La dernière initiative de Trump, le « Pacte pour l’excellence dans l’enseignement supérieur » publié en octobre, a peut-être franchi la ligne – y compris aux yeux des dirigeants universitaires jusque-là complaisants. Au moment où j’écris ces lignes, les législateurs du Texas et de la Floride (déjà dans le camp MAGA) ont indiqué qu’ils essaieraient de forcer leurs universités à signer - mais ce sont des politiciens, pas des universitaires ; et sept des neuf universités initialement invitées à signer ont refusé. Le document est explicite sur la prise de contrôle autoritaire du monde académique et il cherche effectivement à extorquer la soumission.

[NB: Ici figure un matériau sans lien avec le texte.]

//! ASS (Advanced SubStation Alpha) track generation.
//!
//! Produces the per-chunk subtitle artifact that ffmpeg's `subtitles`
//! filter burns into each clip.

use std::fmt::Write;

use super::clip::ClippedSegment;

/// Style configuration for the single `Default` ASS style.
#[derive(Debug, Clone, PartialEq)]
pub struct AssStyle {
    /// Style name referenced by every dialogue line
    pub name: String,
    /// Font name (must be installed for libass to pick it up)
    pub font_name: String,
    /// Font size in pixels
    pub font_size: u32,
    /// Primary color token (e.g. &H00FFFFFF& for white)
    pub primary_color: String,
    /// Secondary color token
    pub secondary_color: String,
    /// Outline color token
    pub outline_color: String,
    /// Background/shadow color token
    pub back_color: String,
    /// Bold (-1 = true, 0 = false in the style line)
    pub bold: bool,
    /// 1 = outline + drop shadow, 3 = opaque box
    pub border_style: u8,
    /// Outline width in pixels
    pub outline: u32,
    /// Shadow depth in pixels
    pub shadow: u32,
    /// Alignment (numpad layout: 1-3=bottom, 4-6=mid, 7-9=top)
    pub alignment: u8,
    pub margin_l: u32,
    pub margin_r: u32,
    /// Distance from the bottom edge for bottom-aligned text
    pub margin_v: u32,
}

impl Default for AssStyle {
    fn default() -> Self {
        Self::reels()
    }
}

impl AssStyle {
    /// Bold white text on an opaque box, sized for a 1080x1920 canvas.
    pub fn reels() -> Self {
        Self {
            name: "Default".to_string(),
            font_name: "Arial".to_string(),
            font_size: 68,
            primary_color: "&H00FFFFFF&".to_string(),
            secondary_color: "&H00FFFFFF&".to_string(),
            outline_color: "&H00000000&".to_string(),
            back_color: "&H64000000&".to_string(),
            bold: true,
            border_style: 3,
            outline: 6,
            shadow: 2,
            alignment: 2, // Bottom-center
            margin_l: 70,
            margin_r: 70,
            margin_v: 140,
        }
    }

    /// Format the style line for the ASS file.
    fn to_style_line(&self) -> String {
        let bold_val = if self.bold { -1 } else { 0 };
        format!(
            "Style: {name},{font},{size},{primary},{secondary},{outline},{back},{bold},0,0,0,100,100,0,0,{border},{outline_w},{shadow},{align},{ml},{mr},{mv},1",
            name = self.name,
            font = self.font_name,
            size = self.font_size,
            primary = self.primary_color,
            secondary = self.secondary_color,
            outline = self.outline_color,
            back = self.back_color,
            bold = bold_val,
            border = self.border_style,
            outline_w = self.outline,
            shadow = self.shadow,
            align = self.alignment,
            ml = self.margin_l,
            mr = self.margin_r,
            mv = self.margin_v,
        )
    }
}

/// One dialogue line of a chunk's track, already relative to the chunk start.
#[derive(Debug, Clone, PartialEq)]
pub struct StyledLine {
    pub relative_start: f64,
    pub relative_end: f64,
    /// Escaped text, without the color override prefix
    pub text: String,
    /// Position in the color cycle, restarted for every chunk
    pub color_index: usize,
    pub color: String,
}

/// The subtitle description for one chunk.
#[derive(Debug, Clone)]
pub struct SubtitleTrack {
    pub play_res: (u32, u32),
    pub style: AssStyle,
    pub lines: Vec<StyledLine>,
}

impl SubtitleTrack {
    /// Build a track from the clipped segments of one chunk.
    ///
    /// Colors are assigned by position within `clipped`, so the first
    /// line of every chunk starts at `color_cycle[0]`. An empty
    /// `clipped` slice yields a header-only track.
    pub fn build(
        clipped: &[ClippedSegment],
        color_cycle: &[String],
        style: &AssStyle,
        play_res: (u32, u32),
    ) -> Self {
        let lines = clipped
            .iter()
            .enumerate()
            .map(|(count, segment)| {
                let color_index = if color_cycle.is_empty() {
                    0
                } else {
                    count % color_cycle.len()
                };
                StyledLine {
                    relative_start: segment.start,
                    relative_end: segment.end,
                    text: escape_ass_text(&segment.text),
                    color_index,
                    color: color_cycle
                        .get(color_index)
                        .cloned()
                        .unwrap_or_default(),
                }
            })
            .collect();

        Self {
            play_res,
            style: style.clone(),
            lines,
        }
    }

    pub fn is_empty(&self) -> bool {
        self.lines.is_empty()
    }

    /// Serialize the track to ASS file content.
    pub fn to_ass(&self) -> String {
        let mut output = String::new();

        writeln!(output, "[Script Info]").unwrap();
        writeln!(output, "ScriptType: v4.00+").unwrap();
        writeln!(output, "PlayResX: {}", self.play_res.0).unwrap();
        writeln!(output, "PlayResY: {}", self.play_res.1).unwrap();
        writeln!(output, "ScaledBorderAndShadow: yes").unwrap();
        writeln!(output).unwrap();

        writeln!(output, "[V4+ Styles]").unwrap();
        writeln!(
            output,
            "Format: Name, Fontname, Fontsize, PrimaryColour, SecondaryColour, OutlineColour, BackColour, Bold, Italic, Underline, StrikeOut, ScaleX, ScaleY, Spacing, Angle, BorderStyle, Outline, Shadow, Alignment, MarginL, MarginR, MarginV, Encoding"
        )
        .unwrap();
        writeln!(output, "{}", self.style.to_style_line()).unwrap();
        writeln!(output).unwrap();

        writeln!(output, "[Events]").unwrap();
        writeln!(
            output,
            "Format: Layer, Start, End, Style, Name, MarginL, MarginR, MarginV, Effect, Text"
        )
        .unwrap();

        for line in &self.lines {
            writeln!(
                output,
                "Dialogue: 0,{start},{end},{style},,0,0,0,,{{\\c{color}}}{text}",
                start = format_ass_timestamp(line.relative_start),
                end = format_ass_timestamp(line.relative_end),
                style = self.style.name,
                color = line.color,
                text = line.text
            )
            .unwrap();
        }

        output
    }
}

/// Format seconds as an ASS timestamp (H:MM:SS.cc).
///
/// Rounds to centiseconds once and derives every field from that value.
/// Callers must pass a non-negative offset.
pub fn format_ass_timestamp(seconds: f64) -> String {
    debug_assert!(seconds >= 0.0, "negative subtitle timestamp {seconds}");
    let total_cs = (seconds * 100.0).round().max(0.0) as u64;
    let hours = total_cs / 360_000;
    let minutes = (total_cs / 6_000) % 60;
    let secs = (total_cs / 100) % 60;
    let centiseconds = total_cs % 100;

    format!("{hours}:{minutes:02}:{secs:02}.{centiseconds:02}")
}

/// Escape transcript text for a dialogue line.
///
/// Backslashes go first so the ones added in front of braces stay single.
pub fn escape_ass_text(text: &str) -> String {
    text.replace('\\', "\\\\")
        .replace('{', "\\{")
        .replace('}', "\\}")
        .replace('\n', " ")
        .trim()
        .to_string()
}
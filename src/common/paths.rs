use anyhow::{Context, Result};
use std::path::PathBuf;

/// Overrides the config directory, mainly for tests.
pub const CONFIG_DIR_ENV: &str = "REELCLIP_CONFIG_DIR";

/// Get the reelclip config directory
pub fn reelclip_config_dir() -> Result<PathBuf> {
    let config_dir = match std::env::var_os(CONFIG_DIR_ENV) {
        Some(dir) if !dir.is_empty() => PathBuf::from(dir),
        _ => dirs::config_dir()
            .context("Unable to determine user config directory")?
            .join("reelclip"),
    };

    std::fs::create_dir_all(&config_dir)
        .with_context(|| format!("creating config directory at {}", config_dir.display()))?;

    Ok(config_dir)
}

/// Get the directory WhisperX transcripts are cached in
pub fn transcript_cache_dir() -> Result<PathBuf> {
    let cache_dir = dirs::cache_dir()
        .unwrap_or_else(|| PathBuf::from("~/.cache"))
        .join("reelclip")
        .join("transcripts");

    std::fs::create_dir_all(&cache_dir)
        .with_context(|| format!("creating cache directory at {}", cache_dir.display()))?;

    Ok(cache_dir)
}
use colored::*;
use lazy_static::lazy_static;
use serde::Serialize;
use std::io::{self, Write};
use std::sync::RwLock;
use std::sync::atomic::{AtomicBool, Ordering};

#[derive(Debug, Clone, Copy, PartialEq, Eq, Default, clap::ValueEnum)]
pub enum OutputFormat {
    #[default]
    Text,
    Json,
}

#[derive(Debug, Clone, Copy, PartialEq, Eq)]
pub enum Level {
    Info,
    Success,
    Warn,
    Error,
    Debug,
}

impl Level {
    fn as_str(self) -> &'static str {
        match self {
            Level::Info => "info",
            Level::Success => "success",
            Level::Warn => "warn",
            Level::Error => "error",
            Level::Debug => "debug",
        }
    }
}

#[derive(Debug, Clone)]
pub struct Renderer {
    pub format: OutputFormat,
    pub color: bool,
}

impl Default for Renderer {
    fn default() -> Self {
        Self {
            format: OutputFormat::Text,
            color: true,
        }
    }
}

lazy_static! {
    static ref RENDERER: RwLock<Renderer> = RwLock::new(Renderer::default());
}

// Global debug state
static DEBUG_MODE: AtomicBool = AtomicBool::new(false);

pub fn set_debug_mode(enabled: bool) {
    DEBUG_MODE.store(enabled, Ordering::Relaxed);
}

pub fn is_debug_enabled() -> bool {
    DEBUG_MODE.load(Ordering::Relaxed)
}

pub fn init(format: OutputFormat, color: bool) {
    if let Ok(mut r) = RENDERER.write() {
        r.format = format;
        r.color = color;
    }
}

fn current_renderer() -> Renderer {
    match RENDERER.read() {
        Ok(r) => r.clone(),
        Err(poisoned) => poisoned.into_inner().clone(),
    }
}

#[derive(Serialize)]
struct Event<'a> {
    level: &'a str,
    code: &'a str,
    message: &'a str,
    #[serde(skip_serializing_if = "Option::is_none")]
    data: Option<serde_json::Value>,
}

fn colorize(level: Level, s: &str, enable: bool) -> String {
    if !enable {
        return s.to_string();
    }
    match level {
        Level::Info => s.normal().to_string(),
        Level::Success => s.green().bold().to_string(),
        Level::Warn => s.yellow().bold().to_string(),
        Level::Error => s.red().bold().to_string(),
        Level::Debug => s.cyan().to_string(),
    }
}

fn strip_ansi(input: &str) -> String {
    // Remove CSI sequences like \x1b[0m and \x1b[1;32m
    let mut out = String::with_capacity(input.len());
    let mut chars = input.chars().peekable();
    while let Some(c) = chars.next() {
        if c == '\x1b' && chars.peek() == Some(&'[') {
            chars.next();
            // Parameters run until the final byte in @..=~
            for c in chars.by_ref() {
                if ('@'..='~').contains(&c) {
                    break;
                }
            }
            continue;
        }
        out.push(c);
    }
    out
}

fn format_event(
    renderer: &Renderer,
    level: Level,
    code: &str,
    message: &str,
    data: Option<serde_json::Value>,
) -> String {
    match renderer.format {
        OutputFormat::Text => colorize(level, message, renderer.color),
        OutputFormat::Json => {
            let clean_msg = strip_ansi(message);
            let ev = Event {
                level: level.as_str(),
                code,
                message: &clean_msg,
                data,
            };
            serde_json::to_string(&ev).unwrap_or_else(|_| {
                format!(r#"{{"level":"{}","code":"{}"}}"#, level.as_str(), code)
            })
        }
    }
}

/// Print one event. Warnings and errors go to stderr; debug events are
/// dropped unless debug mode is on.
pub fn emit(level: Level, code: &str, message: &str, data: Option<serde_json::Value>) {
    if level == Level::Debug && !is_debug_enabled() {
        return;
    }

    let line = format_event(&current_renderer(), level, code, message, data);
    let mut out: Box<dyn Write> = match level {
        Level::Error | Level::Warn => Box::new(io::stderr()),
        _ => Box::new(io::stdout()),
    };
    let _ = writeln!(out, "{}", line);
}

pub fn get_output_format() -> OutputFormat {
    current_renderer().format
}

pub mod prelude {
    pub use super::{Level, OutputFormat, emit, get_output_format};
}

#[cfg(test)]
mod tests {
    use super::*;

    #[test]
    fn strips_color_codes() {
        let colored = "\x1b[1;32mExported\x1b[0m clip_001.mp4";
        assert_eq!(strip_ansi(colored), "Exported clip_001.mp4");
        assert_eq!(strip_ansi("plain ünïcode"), "plain ünïcode");
    }

    #[test]
    fn json_events_carry_code_and_data() {
        let renderer = Renderer {
            format: OutputFormat::Json,
            color: false,
        };
        let line = format_event(
            &renderer,
            Level::Success,
            "clipper.chunk.rendered",
            "\x1b[32mExported\x1b[0m",
            Some(serde_json::json!({ "index": 3 })),
        );

        let value: serde_json::Value = serde_json::from_str(&line).unwrap();
        assert_eq!(value["level"], "success");
        assert_eq!(value["code"], "clipper.chunk.rendered");
        assert_eq!(value["message"], "Exported");
        assert_eq!(value["data"]["index"], 3);
    }

    #[test]
    fn text_events_are_plain_without_color() {
        let renderer = Renderer {
            format: OutputFormat::Text,
            color: false,
        };
        let line = format_event(&renderer, Level::Error, "x.y", "boom", None);
        assert_eq!(line, "boom");
    }
}
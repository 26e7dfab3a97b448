use anyhow::Result;
use std::path::Path;
use std::process::Command;
use tempfile::TempDir;

pub struct CommandOutput {
    pub stdout: String,
    pub stderr: String,
    pub exit_code: i32,
}

/// Isolated config directory for one test run of the binary.
pub struct TestEnvironment {
    temp_dir: TempDir,
}

impl TestEnvironment {
    pub fn new() -> Result<Self> {
        Ok(Self {
            temp_dir: tempfile::tempdir()?,
        })
    }

    pub fn path(&self) -> &Path {
        self.temp_dir.path()
    }

    pub fn config_dir(&self) -> std::path::PathBuf {
        self.path().join("config")
    }

    pub fn run(&self, args: &[&str]) -> Result<CommandOutput> {
        let output = Command::new(env!("CARGO_BIN_EXE_reelclip"))
            .args(args)
            .env("REELCLIP_CONFIG_DIR", self.config_dir())
            .env("NO_COLOR", "1")
            .current_dir(self.path())
            .output()?;

        Ok(CommandOutput {
            stdout: String::from_utf8_lossy(&output.stdout).to_string(),
            stderr: String::from_utf8_lossy(&output.stderr).to_string(),
            exit_code: output.status.code().unwrap_or(-1),
        })
    }
}
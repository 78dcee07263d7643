use thiserror::Error;

use crate::kind::ElementKind;

#[derive(Error, Debug)]
pub enum MatrixError {
    #[error("matrix dimensions must be positive, got {rows}x{cols}")]
    InvalidDimensions { rows: usize, cols: usize },
    #[error("data length mismatch: expected {expected} elements, got {got}")]
    DataLength { expected: usize, got: usize },
    #[error("index ({row}, {col}) out of range for {rows}x{cols} matrix")]
    IndexOutOfRange {
        row: usize,
        col: usize,
        rows: usize,
        cols: usize,
    },
    #[error("cannot multiply {a_rows}x{a_cols} by {b_rows}x{b_cols}")]
    DimensionMismatch {
        a_rows: usize,
        a_cols: usize,
        b_rows: usize,
        b_cols: usize,
    },
    #[error("unsupported element kind: {0}")]
    UnsupportedElementKind(String),
    #[error("element kind mismatch: {lhs} and {rhs}")]
    ElementKindMismatch { lhs: ElementKind, rhs: ElementKind },
    #[error("dimension {0} does not fit the native kernel ABI")]
    DimensionOverflow(usize),
    #[error("backend '{backend}' failed with status {status}")]
    Backend { backend: String, status: i32 },
    #[error("native library error: {0}")]
    Library(String),
    #[error("worker panicked: {0}")]
    WorkerPanicked(String),
    #[error("failed to build worker pool: {0}")]
    ThreadPool(String),
}

pub type Result<T> = std::result::Result<T, MatrixError>;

Il garantit un financement fédéral illimité à ceux qui promettent d’assurer la diversité des points de vue (comprise comme l’expression d’opinions politiques déterminées) à tous les niveaux, que les exigences disciplinaires soient respectées ou non ; il conditionne l’admission d’étudiants étrangers à l’approbation des valeurs américaines et occidentales ; il fait d’un critère indéfini de « mérite » le seul critère d’admission pour les étudiants et d’embauche pour les membres du corps professoral, et demande au ministère de la Justice (d’ordinaire chargé de punir la criminalité) de déclencher des poursuites dès qu’il existe des preuves de préférences raciales ou de genre ; enfin, il prévoit que les plaintes anonymes déclencheront des enquêtes afin de déterminer une éventuelle violation institutionnelle du Pacte. Le Pacte promet des fonds fédéraux généreux à tous ceux qui signent ; il refuse tout financement fédéral à ceux qui choisissent de suivre d’autres voies. La seule manière dont les administrateurs ont pu se soustraire à la pression a été de se prêter à ces manœuvres d’extorsion dignes des patrons de la mafia.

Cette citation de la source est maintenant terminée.